Y eso hace que las opiniones estén enfrentadas. El 22 de julio, PP, PSOE y Ciudadanos firmaron la "nueva ley de Recuperación y Protección del Mar Menor", que incluye la ampliación de 500 a 1.500 metros de la franja de especial protección y restricción de uso de fertilizantes en torno a la laguna salada, la prohibición de nuevos invernaderos en esa área o la obligación de restituir los regadíos ilegales. Y, aun así, la norma no ha contentado ni a los grupos ecologistas y sociales, que la consideran insuficiente, ni al sector agrario, que ve su desaparición.
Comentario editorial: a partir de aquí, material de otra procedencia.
//! Engine configuration.
//!
//! Defaults can be overridden from a YAML file, from environment variables,
//! or with the builder methods.

use std::path::Path;
use std::time::Duration;

use serde::{Deserialize, Serialize};
use thiserror::Error;

use crate::cluster::{DEFAULT_CLUSTER_ADDRESS, DEFAULT_WORKER_COUNT};
use crate::executor::{DEFAULT_PATCH_SIZE, DEFAULT_POOL_CAPACITY};

/// Errors that can occur while loading or validating configuration.
#[derive(Debug, Error)]
pub enum ConfigError {
    /// An environment variable has an invalid value.
    #[error("Invalid value for {key}: {message}")]
    InvalidValue { key: String, message: String },

    /// Configuration validation failed.
    #[error("Configuration validation failed: {0}")]
    ValidationFailed(String),

    /// IO error while reading a config file.
    #[error("IO error: {0}")]
    Io(#[from] std::io::Error),

    /// The config file is not valid YAML for this schema.
    #[error("YAML parsing error: {0}")]
    Yaml(#[from] serde_yaml::Error),
}

/// Configuration for an [`Engine`](super::Engine).
#[derive(Debug, Clone, PartialEq, Eq, Serialize, Deserialize)]
#[serde(default)]
pub struct EngineConfig {
    /// `host:port` of the cluster scheduler.
    pub cluster_address: String,
    /// Units in flight per batch run.
    pub patch_size: usize,
    /// Groups per dispatch and cluster worker slots.
    pub worker_count: usize,
    /// Blocking units running at once across the whole engine.
    pub thread_pool_capacity: usize,
    /// Per-unit deadline in seconds; none when absent or 0.
    pub task_timeout_secs: Option<u64>,
    /// How long shutdown waits for in-flight blocking units.
    pub shutdown_timeout_secs: u64,
}

impl Default for EngineConfig {
    fn default() -> Self {
        Self {
            cluster_address: DEFAULT_CLUSTER_ADDRESS.to_string(),
            patch_size: DEFAULT_PATCH_SIZE,
            worker_count: DEFAULT_WORKER_COUNT,
            thread_pool_capacity: DEFAULT_POOL_CAPACITY,
            task_timeout_secs: None,
            shutdown_timeout_secs: 30,
        }
    }
}

impl EngineConfig {
    pub fn new() -> Self {
        Self::default()
    }

    /// Creates configuration from environment variables.
    ///
    /// # Environment Variables
    ///
    /// - `FANOUT_CLUSTER_ADDRESS`: cluster address (default: localhost:9010)
    /// - `FANOUT_PATCH_SIZE`: units in flight per batch (default: 8)
    /// - `FANOUT_WORKER_COUNT`: groups per dispatch (default: 4)
    /// - `FANOUT_THREAD_POOL_CAPACITY`: blocking pool size (default: 32)
    /// - `FANOUT_TASK_TIMEOUT_SECS`: per-unit timeout (default: none)
    /// - `FANOUT_SHUTDOWN_TIMEOUT_SECS`: pool drain timeout (default: 30)
    ///
    /// # Errors
    ///
    /// Returns `ConfigError::InvalidValue` if a variable does not parse.
    pub fn from_env() -> Result<Self, ConfigError> {
        Self::default().merge_env()
    }

    /// Loads a YAML file; missing keys keep their defaults.
    ///
    /// ```yaml
    /// cluster_address: "scheduler.internal:9010"
    /// patch_size: 16
    /// worker_count: 8
    /// task_timeout_secs: 30
    /// ```
    ///
    /// # Errors
    ///
    /// Returns `ConfigError::Io` or `ConfigError::Yaml` on unreadable input.
    pub fn from_file(path: impl AsRef<Path>) -> Result<Self, ConfigError> {
        let content = std::fs::read_to_string(path)?;
        Self::from_yaml(&content)
    }

    /// Parses YAML configuration text.
    pub fn from_yaml(content: &str) -> Result<Self, ConfigError> {
        Ok(serde_yaml::from_str(content)?)
    }

    /// Overrides fields with any `FANOUT_*` environment variables that are set.
    pub fn merge_env(mut self) -> Result<Self, ConfigError> {
        if let Ok(val) = std::env::var("FANOUT_CLUSTER_ADDRESS") {
            self.cluster_address = val;
        }

        if let Ok(val) = std::env::var("FANOUT_PATCH_SIZE") {
            self.patch_size = parse_env_value(&val, "FANOUT_PATCH_SIZE")?;
        }

        if let Ok(val) = std::env::var("FANOUT_WORKER_COUNT") {
            self.worker_count = parse_env_value(&val, "FANOUT_WORKER_COUNT")?;
        }

        if let Ok(val) = std::env::var("FANOUT_THREAD_POOL_CAPACITY") {
            self.thread_pool_capacity = parse_env_value(&val, "FANOUT_THREAD_POOL_CAPACITY")?;
        }

        if let Ok(val) = std::env::var("FANOUT_TASK_TIMEOUT_SECS") {
            self.task_timeout_secs = Some(parse_env_value(&val, "FANOUT_TASK_TIMEOUT_SECS")?);
        }

        if let Ok(val) = std::env::var("FANOUT_SHUTDOWN_TIMEOUT_SECS") {
            self.shutdown_timeout_secs = parse_env_value(&val, "FANOUT_SHUTDOWN_TIMEOUT_SECS")?;
        }

        Ok(self)
    }

    /// Validates the configuration values.
    ///
    /// # Errors
    ///
    /// Returns `ConfigError::ValidationFailed` if any values are invalid.
    pub fn validate(&self) -> Result<(), ConfigError> {
        if self.cluster_address.trim().is_empty() {
            return Err(ConfigError::ValidationFailed(
                "cluster_address cannot be empty".to_string(),
            ));
        }

        if self.patch_size == 0 {
            return Err(ConfigError::ValidationFailed(
                "patch_size must be greater than 0".to_string(),
            ));
        }

        if self.worker_count == 0 {
            return Err(ConfigError::ValidationFailed(
                "worker_count must be greater than 0".to_string(),
            ));
        }

        if self.thread_pool_capacity == 0 {
            return Err(ConfigError::ValidationFailed(
                "thread_pool_capacity must be greater than 0".to_string(),
            ));
        }

        Ok(())
    }

    /// Per-unit deadline. A value of 0 means no deadline, same as absent.
    pub fn task_timeout(&self) -> Option<Duration> {
        self.task_timeout_secs
            .filter(|&secs| secs > 0)
            .map(Duration::from_secs)
    }

    pub fn shutdown_timeout(&self) -> Duration {
        Duration::from_secs(self.shutdown_timeout_secs)
    }

    /// Builder method to set the cluster address.
    pub fn with_cluster_address(mut self, address: impl Into<String>) -> Self {
        self.cluster_address = address.into();
        self
    }

    /// Builder method to set the patch size.
    pub fn with_patch_size(mut self, patch_size: usize) -> Self {
        self.patch_size = patch_size;
        self
    }

    /// Builder method to set the worker count.
    pub fn with_worker_count(mut self, worker_count: usize) -> Self {
        self.worker_count = worker_count;
        self
    }

    /// Builder method to set the blocking pool capacity.
    pub fn with_thread_pool_capacity(mut self, capacity: usize) -> Self {
        self.thread_pool_capacity = capacity;
        self
    }

    /// Builder method to set the per-unit timeout.
    pub fn with_task_timeout_secs(mut self, secs: u64) -> Self {
        self.task_timeout_secs = Some(secs);
        self
    }

    /// Builder method to set the shutdown timeout.
    pub fn with_shutdown_timeout_secs(mut self, secs: u64) -> Self {
        self.shutdown_timeout_secs = secs;
        self
    }
}

/// Parse an environment variable value into a type.
fn parse_env_value<T: std::str::FromStr>(value: &str, key: &str) -> Result<T, ConfigError> {
    value.trim().parse().map_err(|_| ConfigError::InvalidValue {
        key: key.to_string(),
        message: format!("could not parse '{}'", value),
    })
}
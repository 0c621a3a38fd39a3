//! Prometheus metrics registration and export.
//!
//! All metrics live in process-wide `OnceLock` statics. Until
//! [`init_metrics`] runs, recording through
//! [`MetricsCollector`](super::MetricsCollector) is a no-op.

use prometheus::{
    CounterVec, Encoder, Gauge, HistogramOpts, HistogramVec, Opts, Registry, TextEncoder,
};
use std::sync::OnceLock;

/// Global Prometheus registry for all fanout metrics.
pub static REGISTRY: OnceLock<Registry> = OnceLock::new();

/// Work units finished, labeled by status (ok, failed, timeout).
pub static WORK_UNITS_TOTAL: OnceLock<CounterVec> = OnceLock::new();

/// Work units currently executing across all batch runs.
pub static ACTIVE_WORK_UNITS: OnceLock<Gauge> = OnceLock::new();

/// Groups gathered from the cluster, labeled by status (ok, failed).
pub static GROUPS_TOTAL: OnceLock<CounterVec> = OnceLock::new();

/// Wall time of a whole run in seconds, labeled by level (batch, dispatch).
pub static RUN_DURATION: OnceLock<HistogramVec> = OnceLock::new();

/// Initialize all metrics and register them with the registry.
///
/// Safe to call more than once; later calls leave the first registry in place.
///
/// # Errors
///
/// Returns a `prometheus::Error` if metric construction or registration fails.
pub fn init_metrics() -> Result<(), prometheus::Error> {
    let registry = Registry::new();

    let work_units_total = CounterVec::new(
        Opts::new("fanout_work_units_total", "Total number of work units finished"),
        &["status"],
    )?;

    let active_work_units = Gauge::new(
        "fanout_active_work_units",
        "Number of work units currently executing",
    )?;

    let groups_total = CounterVec::new(
        Opts::new("fanout_groups_total", "Total number of groups gathered from the cluster"),
        &["status"],
    )?;

    let run_duration = HistogramVec::new(
        HistogramOpts::new("fanout_run_duration_seconds", "Run duration in seconds")
            .buckets(vec![0.01, 0.05, 0.1, 0.5, 1.0, 5.0, 30.0, 120.0]),
        &["level"],
    )?;

    registry.register(Box::new(work_units_total.clone()))?;
    registry.register(Box::new(active_work_units.clone()))?;
    registry.register(Box::new(groups_total.clone()))?;
    registry.register(Box::new(run_duration.clone()))?;

    // If any of these fail, metrics were already initialized (idempotent)
    let _ = REGISTRY.set(registry);
    let _ = WORK_UNITS_TOTAL.set(work_units_total);
    let _ = ACTIVE_WORK_UNITS.set(active_work_units);
    let _ = GROUPS_TOTAL.set(groups_total);
    let _ = RUN_DURATION.set(run_duration);

    tracing::debug!("Prometheus metrics initialized");

    Ok(())
}

/// Export all registered metrics in Prometheus text format.
pub fn export_metrics() -> String {
    let Some(registry) = REGISTRY.get() else {
        return "# Metrics not initialized. Call init_metrics() first.\n".to_string();
    };

    let encoder = TextEncoder::new();
    let metric_families = registry.gather();

    let mut buffer = Vec::new();
    if let Err(e) = encoder.encode(&metric_families, &mut buffer) {
        return format!("# Error encoding metrics: {}\n", e);
    }

    String::from_utf8(buffer)
        .unwrap_or_else(|e| format!("# Error converting metrics to UTF-8: {}\n", e))
}

#[cfg(test)]
mod tests {
    use super::*;

    #[test]
    fn test_init_metrics() {
        let result = init_metrics();
        assert!(result.is_ok() || REGISTRY.get().is_some());
    }

    #[test]
    fn test_metrics_after_init() {
        let _ = init_metrics();

        if let Some(counter) = WORK_UNITS_TOTAL.get() {
            counter.with_label_values(&["ok"]).inc();
        }

        let metrics = export_metrics();
        assert!(!metrics.starts_with("# Error"));
        assert!(metrics.contains("fanout_work_units_total"));
    }
}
"La degradación ha continuado sencillamente porque no cesan los vertidos, ya sean superficiales o subterráneos", comenta Celia Martínez Mora, ingeniera agrónoma y miembro de la agrupación Pacto por el Mar Menor. "Se han hecho reuniones, comisiones y un par de decretos ley. Han sellado y desmantelado el salmueroducto sin solución alternativa. Estudian métodos para desnitrificar y llevar los vertidos tratados al Mediterráneo. La vigilancia y control es insuficiente o inexistente a la vista de lo que tenemos", enumera quien fue concejal de Medio Ambiente y estos días presenta el libro Mar Menor. Dentro de ti.
"Viene la gente porque tiene segunda residencia, y los residentes seguimos viviendo aquí", arguye la cartagenera de 46 años, "pero no se trata de algo estacional ni de limpiar la piscina, sino de cambiar un modelo productivo que agota los recursos y afecta a nuestra calidad de vida".
El presidente de la Coordinadora de Organizaciones de Agricultores y Ganaderos (COAG) del Campo de Cartagena, Vicente Carrión, afirma que "todas las leyendas que han alimentado esto no están basadas en datos científicos" y asegura que se les "ha querido culpar de todo". Francisco Turrión, hidrogeólogo de 57 años, alega que el problema se retrotrae al trasvase Tajo-Segura, de hace tres décadas. Esa inyección de agua rebosó los acuíferos: "Se apostó por los invernaderos para tener hasta tres cosechas al año, pero, sin el colchón que había antes para las precipitaciones, el caudal está migrando a la laguna".
"Montaron pozos y desalinizadoras, pero algunos están por terminar. Encima culparon a los agricultores, a los que les habían animado a cambiar su método. Es como si construyes un alcantarillado deficiente y luego dices que el problema es que la gente tira de la cadena", agrega.
Juanma Ruiz, investigador del Instituto Español de Oceanografía, en cambio, no titubea: "La superficie agrícola de regadío se ha multiplicado entre cuatro y cinco veces en los últimos años. Sus vertidos llenaron el mar, y estamos en un bucle que puede repetirse en cualquier momento", argumenta. Según indica este biólogo marino de 50 años, el 85% de la pradera marina ha desaparecido. Duda de la recuperación: "Revertir la situación a corto plazo va a ser difícil. Y está en juego un hábitat y un patrimonio natural imprescindible e irremplazable". Ese en el que Óscar Yubero no se atreve a meter los pies o en el que Julia Albaladejo aprendió a nadar.